Maximizing Your ROPI Blog

Getting People to Take Action

Last time I talked about the importance of being forward focused in coaching your people.  The idea is to take them into the future and discuss how to handle a particular situation.  You ask them what they’d say/what they’d do and coach them to be sure they’ll say/do the things you want them to.  And, to be sure the behavior will be consistent in the future, make sure they’re clear as to why making these statements/taking these actions is important.

But how can you know for sure they’ll do it right – that the actions they’ll take are the right ones – that they’ll get the desired results.  As they walk away after your discussion, you want to feel assured that what will happen is exactly what should happen.  You want to have confidence in them; you sure don’t want to have to talk about the situation again.

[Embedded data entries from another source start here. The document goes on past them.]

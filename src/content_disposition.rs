use http::header::{self, HeaderMap};

use crate::constants;

pub(crate) struct ContentDisposition {
    pub(crate) field_name: Option<String>,
    pub(crate) file_name: Option<String>,
}

impl ContentDisposition {
    pub fn parse(headers: &HeaderMap) -> ContentDisposition {
        let content_disposition = headers
            .get(header::CONTENT_DISPOSITION)
            .and_then(|val| val.to_str().ok());

        let field_name = content_disposition
            .and_then(|val| constants::CONTENT_DISPOSITION_FIELD_NAME_RE.captures(val))
            .and_then(|cap| cap.get(1))
            .map(|m| m.as_str().to_owned());

        let file_name = content_disposition
            .and_then(|val| constants::CONTENT_DISPOSITION_FILE_NAME_RE.captures(val))
            .and_then(|cap| cap.get(1))
            .map(|m| m.as_str().to_owned());

        ContentDisposition { field_name, file_name }
    }
}

#[cfg(test)]
mod tests {
    use http::header::{HeaderMap, HeaderValue, CONTENT_DISPOSITION};

    use super::*;

    fn headers_with(disposition: &str) -> HeaderMap {
        let mut headers = HeaderMap::new();
        headers.insert(CONTENT_DISPOSITION, HeaderValue::from_str(disposition).unwrap());
        headers
    }

    #[test]
    fn test_parse_field_part() {
        let headers = headers_with(r#"form-data; name="comment""#);
        let cd = ContentDisposition::parse(&headers);
        assert_eq!(cd.field_name.as_deref(), Some("comment"));
        assert_eq!(cd.file_name, None);
    }

    #[test]
    fn test_parse_file_part() {
        let headers = headers_with(r#"form-data; name="upload"; filename="notes.txt""#);
        let cd = ContentDisposition::parse(&headers);
        assert_eq!(cd.field_name.as_deref(), Some("upload"));
        assert_eq!(cd.file_name.as_deref(), Some("notes.txt"));
    }

    #[test]
    fn test_parse_nameless_part() {
        let headers = headers_with(r#"form-data; filename="stray.bin""#);
        let cd = ContentDisposition::parse(&headers);
        assert_eq!(cd.field_name, None);
        assert_eq!(cd.file_name.as_deref(), Some("stray.bin"));
    }
}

Use Questions to Encourage Action

To feel assured and confident, you’ll want to have a bit more forward-focused discussion where you get into the “nitty-gritty” of what they’ll say/what they’ll do.  This discussion should be driven by asking a number of specific questions that encourage action – probing for all the details – so you know exactly what they’ll say/what they’ll do.

  • What specifically will you do?
  • How will that work?
  • What’s the first step? …the second?
  • If you do that, what will happen next?

To help them see the benefits, prepare for some possible challenges:

  • What are the upsides of doing that? What are some possible downsides?

To explore alternatives if what is proposed isn’t the best approach:

  • What’s an alternative that might work better?
  • What else could you do?

To verify that they know what to do, end with:

  • What can I reasonably expect to see done differently?
  • How will I know that you’re doing that? How will I know that’s happening?

Clarifying Questions

Combine these with some of the clarifying questions below to get all the details and you’ll learn everything you need to know to be assured they’ll say or do the right things.

  • Tell me more…
  • And…
  • In what way?
  • How so?
  • Go on…
  • Continue…
  • For example?
  • Such as?
  • I’d love to hear more about that.

By helping your people think through what they’ll say or do ahead of time, you’ll help them see the benefits of their actions and uncover and handle potential difficulties.  And the “tweaks” you suggest are often critical to their success!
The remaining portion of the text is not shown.